NATO is about U.S. nuclear weapons

The notion the U.S. will risk nuclear Armageddon over eastern Europe is a bluff; Europe should take primary responsibility for European affairs.

BLUFFING OVER MASS DESTRUCTION

NATO is about U.S. nuclear weapons—that's a reason not to admit Ukraine

  • Russia may move its annual nuclear military exercise from fall to this month, according to U.S. officials. While not a threat itself, the exercise reminds us of the central role of nuclear weapons in the U.S.-Russia conflict over Ukraine—a conflict could result in nuclear war. [FT / Demetri Sevastopulo]

  • U.S. extended deterrence—the promise the U.S. will fight a nuclear war on behalf of another nation—is the heart of NATO's defense guarantee to member states. U.S. forces in Europe are reassurance of that promise to make it "credible": Americans (tripwire forces) would necessarily die and ensure the U.S. responds to any attack, with nuclear weapons if necessary. [TNSR / Dan Reiter and Paul Poast]

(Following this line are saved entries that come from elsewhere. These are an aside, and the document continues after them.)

use std::collections::HashMap;
use std::fs;
use std::path::{Path, PathBuf};

use envcore::algorithm::consensus::{AnnotatedEnvelope, ConsensusEnvelope, ObservedPeak};
use envcore::algorithm::envelope::{build_envelope, TheoreticalIsotope};
use envcore::algorithm::isotope::{IsotopologueEnumerator, IsotopologueSource};
use envcore::chemistry::composition::ElementalComposition;
use envcore::chemistry::composition_table::{CompositionTable, MassQuery};
use envcore::chemistry::constants::{MASS_PROTON, MODIFICATION};
use envcore::chemistry::formula::parse_formula;
use envcore::data::spectrum::SpectrumSource;
use log::{debug, info, warn};
use rayon::prelude::*;
use rayon::ThreadPoolBuilder;
use serde::Serialize;

use crate::config::{FormulaSource, MatchConfig, PrecursorSource};
use crate::errors::{CliError, RowError};
use crate::io::raw_file::RawFile;
use crate::io::peptides::{PeptideRow, PeptideTable, RowOutcome};

/// The sequence with the first `j` modification symbols removed, for `j = 0..=count`.
///
/// # Example
///
/// ```
/// use envmatch::processing::candidate_sequences;
///
/// assert_eq!(candidate_sequences("AR*GR*K"), vec!["AR*GR*K", "ARGR*K", "ARGRK"]);
/// assert_eq!(candidate_sequences("GASP"), vec!["GASP"]);
/// ```
pub fn candidate_sequences(sequence: &str) -> Vec<String> {
    let count = sequence.matches(MODIFICATION).count();
    (0..=count).map(|removed| sequence.replacen(MODIFICATION, "", removed)).collect()
}

/// File name form of a sequence: a modified residue is written in lower case.
///
/// # Example
///
/// ```
/// use envmatch::processing::make_of_seq;
///
/// assert_eq!(make_of_seq("AR*GK").unwrap(), "ArGK");
/// assert!(make_of_seq("*AR").is_err());
/// ```
pub fn make_of_seq(sequence: &str) -> Result<String, RowError> {
    let mut name = String::with_capacity(sequence.len());
    let mut buffer = [0u8; 4];
    for residue in sequence.chars() {
        if residue.encode_utf8(&mut buffer) == MODIFICATION {
            let modified = name.pop().ok_or_else(|| RowError::InvalidSequence(sequence.to_string()))?;
            name.extend(modified.to_lowercase());
        } else {
            name.push(residue);
        }
    }
    Ok(name)
}

/// Envelope of one candidate sequence of a row.
#[derive(Clone, Debug)]
struct Candidate {
    sequence: String,
    envelope: Vec<TheoreticalIsotope>,
    mono_mass: f64,
}

/// Everything computed for one row, kept for envelope dumps.
#[derive(Clone, Debug, Serialize)]
pub struct RowReport {
    pub sequence: String,
    pub charge: i32,
    pub scan: u32,
    pub precursor_scan: u32,
    pub parent_file: String,
    pub best_index: Option<usize>,
    pub env_score: Option<f64>,
    pub good_envelope: bool,
    pub candidates: Vec<AnnotatedEnvelope>,
}

/// Matches peptide rows against their survey scans.
pub struct EnvelopeMatcher<'a, S, I = IsotopologueEnumerator> {
    config: &'a MatchConfig,
    table: &'a CompositionTable,
    spectra: &'a HashMap<String, S>,
    source: I,
}

impl<'a, S: SpectrumSource> EnvelopeMatcher<'a, S> {
    pub fn new(config: &'a MatchConfig, table: &'a CompositionTable, spectra: &'a HashMap<String, S>) -> Self {
        EnvelopeMatcher {
            config,
            table,
            spectra,
            source: IsotopologueEnumerator::default(),
        }
    }
}

impl<'a, S: SpectrumSource, I: IsotopologueSource> EnvelopeMatcher<'a, S, I> {
    pub fn with_source<J: IsotopologueSource>(self, source: J) -> EnvelopeMatcher<'a, S, J> {
        EnvelopeMatcher {
            config: self.config,
            table: self.table,
            spectra: self.spectra,
            source,
        }
    }

    fn composition(&self, row: &PeptideRow, candidate: &str, removed: usize) -> Result<ElementalComposition, RowError> {
        match self.config.formula_source {
            FormulaSource::Calculate => Ok(self.table.get_composition(candidate, row.charge, true, true)?),
            FormulaSource::Input => {
                let formula = row.formula.as_deref().unwrap_or_default();
                let mut composition = parse_formula(formula)?;
                composition.set_charge(row.charge);
                composition -= &self.table.modification_delta(removed)?;
                Ok(composition)
            }
        }
    }

    fn candidate(&self, row: &PeptideRow, sequence: String, removed: usize) -> Result<Candidate, RowError> {
        let composition = self.composition(row, &sequence, removed)?;
        let envelope = build_envelope(&self.source, &composition, &self.config.envelope)?;
        let mono_mass = self.table.get_mass(MassQuery::Composition(&composition), Some(0))?;
        Ok(Candidate {
            sequence,
            envelope,
            mono_mass,
        })
    }

    /// Score every candidate of `row` against its survey scan.
    pub fn score_row(&self, row: &PeptideRow) -> Result<RowReport, RowError> {
        let sequence = row.sequence.to_uppercase();
        let candidates = candidate_sequences(&sequence)
            .into_iter()
            .enumerate()
            .map(|(removed, candidate)| self.candidate(row, candidate, removed))
            .collect::<Result<Vec<_>, _>>()?;

        let spectra = self
            .spectra
            .get(&row.parent_file)
            .ok_or_else(|| RowError::UnknownParentFile(row.parent_file.clone()))?;

        let precursor_scan = match self.config.pre_scan_src {
            PrecursorSource::Input => row.precursor_scan.ok_or_else(|| RowError::PrecursorNotFound {
                scan: row.scan,
                file: row.parent_file.clone(),
            })?,
            PrecursorSource::Ms1 => spectra.precursor_scan(row.scan).ok_or_else(|| RowError::PrecursorNotFound {
                scan: row.scan,
                file: row.parent_file.clone(),
            })?,
        };

        let charge = row.charge.abs().max(1) as f64;
        let mono_mz: Vec<f64> = candidates
            .iter()
            .map(|candidate| (candidate.mono_mass + row.charge as f64 * MASS_PROTON) / charge)
            .collect();
        let lower = mono_mz.iter().copied().fold(f64::INFINITY, f64::min) - self.config.mz_margin;
        let upper = mono_mz.iter().copied().fold(f64::NEG_INFINITY, f64::max) + self.config.mz_margin;

        let spectrum = spectra
            .spectrum(precursor_scan, Some((lower, upper)))
            .ok_or_else(|| RowError::ScanNotFound {
                scan: precursor_scan,
                file: row.parent_file.clone(),
            })?;
        let observed = ObservedPeak::from_spectrum(&spectrum);

        let mut best_score = 0.0;
        let mut best_index = None;
        let mut scores = Vec::with_capacity(candidates.len());
        let mut annotated = Vec::with_capacity(candidates.len());

        for (index, candidate) in candidates.into_iter().enumerate() {
            let mut consensus = ConsensusEnvelope::new(
                candidate.envelope,
                observed.clone(),
                self.config.tolerance,
                self.config.tie_break,
            )
            .with_sequence(candidate.sequence);

            let score = match consensus.set_mono_mass(candidate.mono_mass, row.charge) {
                Ok(_) => {
                    consensus.annotate(false, true);
                    consensus.score()
                }
                Err(e) => {
                    debug!("Skipping candidate {:?} of scan {}: {}", consensus.sequence(), row.scan, e);
                    None
                }
            };

            if let Some(score) = score {
                if score > best_score {
                    best_score = score;
                    best_index = Some(index);
                }
            }
            scores.push(score);
            annotated.push(consensus.annotated());
        }

        let good_envelope = best_index == Some(0) && best_score >= self.config.env_co;

        Ok(RowReport {
            sequence: row.sequence.clone(),
            charge: row.charge,
            scan: row.scan,
            precursor_scan,
            parent_file: row.parent_file.clone(),
            best_index,
            env_score: scores.first().copied().flatten(),
            good_envelope,
            candidates: annotated,
        })
    }
}

impl<'a, S: SpectrumSource + Sync, I: IsotopologueSource + Sync> EnvelopeMatcher<'a, S, I> {
    /// Match every row of `peptides`, failures of single rows are logged and reported as no match.
    pub fn process(&self, peptides: &PeptideTable) -> Vec<RowOutcome> {
        (0..peptides.len())
            .into_par_iter()
            .map(|index| {
                let report = peptides.row(index).and_then(|row| {
                    let report = self.score_row(&row)?;
                    if self.config.dump_envelopes {
                        self.dump(&row, &report);
                    }
                    Ok(report)
                });
                match report {
                    Ok(report) => RowOutcome {
                        env_score: report.env_score,
                        good_envelope: report.good_envelope,
                    },
                    Err(e) => {
                        warn!("Row {} of {}: {}", index + 1, peptides.path.display(), e);
                        RowOutcome::default()
                    }
                }
            })
            .collect()
    }

    fn dump_path(&self, row: &PeptideRow, report: &RowReport) -> Result<PathBuf, RowError> {
        let mut dir = self.config.dump_dir.clone();
        if self.config.split_dumps {
            dir.push(if report.good_envelope { "good" } else { "bad" });
        }
        let stem = Path::new(&row.parent_file)
            .file_stem()
            .map(|stem| stem.to_string_lossy().into_owned())
            .unwrap_or_default();
        Ok(dir.join(format!(
            "{}_{}_{}_{}.json",
            stem,
            make_of_seq(&row.sequence)?,
            row.scan,
            row.charge
        )))
    }

    fn dump(&self, row: &PeptideRow, report: &RowReport) {
        let path = match self.dump_path(row, report) {
            Ok(path) => path,
            Err(e) => {
                warn!("Not writing envelopes of scan {}: {}", row.scan, e);
                return;
            }
        };
        let written = fs::File::create(&path)
            .map_err(|e| e.to_string())
            .and_then(|file| serde_json::to_writer_pretty(file, report).map_err(|e| e.to_string()));
        match written {
            Ok(()) => debug!("Wrote {}", path.display()),
            Err(e) => warn!("Failed to write {}: {}", path.display(), e),
        }
    }
}

fn create_dump_dirs(config: &MatchConfig) -> Result<(), CliError> {
    let dirs = if config.split_dumps {
        vec![config.dump_dir.join("good"), config.dump_dir.join("bad")]
    } else {
        vec![config.dump_dir.clone()]
    };
    for dir in dirs {
        fs::create_dir_all(&dir).map_err(|e| CliError::io(&dir, e))?;
    }
    Ok(())
}

/// Search directories for spectrum files: the directory of the input file, then the configured prefixes.
fn ms1_prefixes(input: &Path, config: &MatchConfig) -> Result<Vec<PathBuf>, CliError> {
    let input_dir = match input.parent() {
        Some(parent) if !parent.as_os_str().is_empty() => parent.to_path_buf(),
        _ => PathBuf::from("."),
    };
    let mut prefixes = vec![input_dir];
    for prefix in &config.ms1_prefix {
        if !prefix.is_dir() {
            return Err(CliError::NotADirectory(prefix.clone()));
        }
        prefixes.push(prefix.clone());
    }
    Ok(prefixes)
}

/// Annotate the peptide table at `input` and write the result.
///
/// Returns:
///
/// * `PathBuf` - path of the written table
///
pub fn run(input: &Path, config: &MatchConfig) -> Result<PathBuf, CliError> {
    let table = match &config.atom_table {
        Some(path) => CompositionTable::load(path)?,
        None => CompositionTable::default(),
    };
    let peptides = PeptideTable::read(input, config)?;

    let prefixes = ms1_prefixes(input, config)?;
    let raw_paths = peptides
        .parent_files()
        .into_iter()
        .map(|parent_file| {
            RawFile::locate(&parent_file, &prefixes, config.file_type).map(|path| (parent_file, path))
        })
        .collect::<Result<Vec<_>, _>>()?;

    let pool = ThreadPoolBuilder::new().num_threads(config.num_threads()).build()?;
    info!("Using {} thread(s)", pool.current_num_threads());

    let spectra: HashMap<String, RawFile> = pool.install(|| {
        raw_paths
            .par_iter()
            .map(|(parent_file, path)| RawFile::read(path, config.file_type).map(|raw| (parent_file.clone(), raw)))
            .collect::<Result<HashMap<_, _>, _>>()
    })?;

    if config.dump_envelopes {
        create_dump_dirs(config)?;
    }

    info!("Searching for envelopes of {} peptides", peptides.len());
    let matcher = EnvelopeMatcher::new(config, &table, &spectra);
    let outcomes = pool.install(|| matcher.process(&peptides));

    let good = outcomes.iter().filter(|outcome| outcome.good_envelope).count();
    info!("{} of {} peptides have a good envelope", good, outcomes.len());

    let output = peptides.output_path(config.overwrite);
    peptides.write(&output, &outcomes)?;
    Ok(output)
}
use std::path::PathBuf;

use envcore::error::{CompositionError, EnvelopeError, MatchError};
use thiserror::Error;

/// Errors that abort a whole run before or after the rows are processed.
#[derive(Debug, Error)]
pub enum CliError {
    #[error(transparent)]
    Composition(#[from] CompositionError),
    #[error("error reading file {path}: {source}")]
    Io {
        path: PathBuf,
        source: std::io::Error,
    },
    #[error("error in peptide table: {0}")]
    Csv(#[from] csv::Error),
    #[error("error parsing config: {0}")]
    Json(#[from] serde_json::Error),
    #[error("missing column {column:?} in {path}, required by {reason}")]
    MissingColumn {
        column: &'static str,
        path: PathBuf,
        reason: &'static str,
    },
    #[error("{path}:{line}: {msg}")]
    Ms1Parse {
        path: PathBuf,
        line: usize,
        msg: String,
    },
    #[error("{path}: {msg}")]
    MzmlParse { path: PathBuf, msg: String },
    #[error("could not find .{extension} file for {parent_file:?}")]
    RawFileNotFound {
        parent_file: String,
        extension: &'static str,
    },
    #[error("{0} is not a directory")]
    NotADirectory(PathBuf),
    #[error("failed to build thread pool: {0}")]
    ThreadPool(#[from] rayon::ThreadPoolBuildError),
}

impl CliError {
    pub fn io(path: impl Into<PathBuf>, source: std::io::Error) -> Self {
        CliError::Io {
            path: path.into(),
            source,
        }
    }
}

/// Errors confined to a single peptide row, the run continues with the next row.
#[derive(Debug, Error)]
pub enum RowError {
    #[error(transparent)]
    Composition(#[from] CompositionError),
    #[error(transparent)]
    Envelope(#[from] EnvelopeError),
    #[error(transparent)]
    Match(#[from] MatchError),
    #[error("invalid value {value:?} in column {column:?}")]
    InvalidField { column: &'static str, value: String },
    #[error("{0:?} is an invalid sequence")]
    InvalidSequence(String),
    #[error("no spectra loaded for {0:?}")]
    UnknownParentFile(String),
    #[error("scan {scan} not found in {file}")]
    ScanNotFound { scan: u32, file: String },
    #[error("no precursor scan for scan {scan} in {file}")]
    PrecursorNotFound { scan: u32, file: String },
}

  • U.S. nuclear weapons—even more than U.S. troops—deter Russia, which has its own massive arsenal. This is especially true in new areas of the alliance, like the Baltics and potentially Ukraine, where conventional defenses are far more difficult. [RAND / Paul K. Davis et al.]

  • But extended nuclear deterrence is uncertain. While the U.S. has thousands of nuclear weapons and even deploys at least 100 in Europe, would it really use one against Russia if Russian forces invaded, for instance, a Baltic state? The answer is almost certainly no. [DEFP / Mike Sweeney]

  • The U.S. using a nuclear weapon would result in Russia retaliating in kind, setting off a spiral into mass devastation. That the U.S. would willingly sacrifice its cities to nuclear incineration in response to an incursion in eastern Europe, so far away and so divorced from its own security and prosperity, is not credible. [Newsweek / William Arkin and Marc Ambinder]

  • One reason (among many) NATO should not admit Ukraine is that doing so doubles down on the flawed and dangerous commitment of extended nuclear deterrence. NATO membership for Ukraine would, in effect, be a bluff that the U.S. would wage nuclear war for Ukraine. But the U.S. has no interest there that would justify such a risk. [DEFP / Sascha Glaeser]

  • NATO is a military alliance: security considerations should take priority. The U.S. acknowledging the unacceptable risk of admitting Ukraine to the alliance, because of the nuclear stakes, would be wise at any time. Doing so now—and committing to it as part of U.S.-Russia talks—has the added virtue of perhaps forestalling another Russian invasion of Ukraine. [DEFP / Rajan Menon]

STRATEGIC STABILITY

Nearly 9 of every 10 nuclear weapons in the world are held by the U.S. and Russia—avoiding conflict between nuclear superpowers is paramount

AUTONOMY IS STRENGTH

Europe has no say in the Ukraine-Russia crisis [ECFR / Jeremy Shapiro]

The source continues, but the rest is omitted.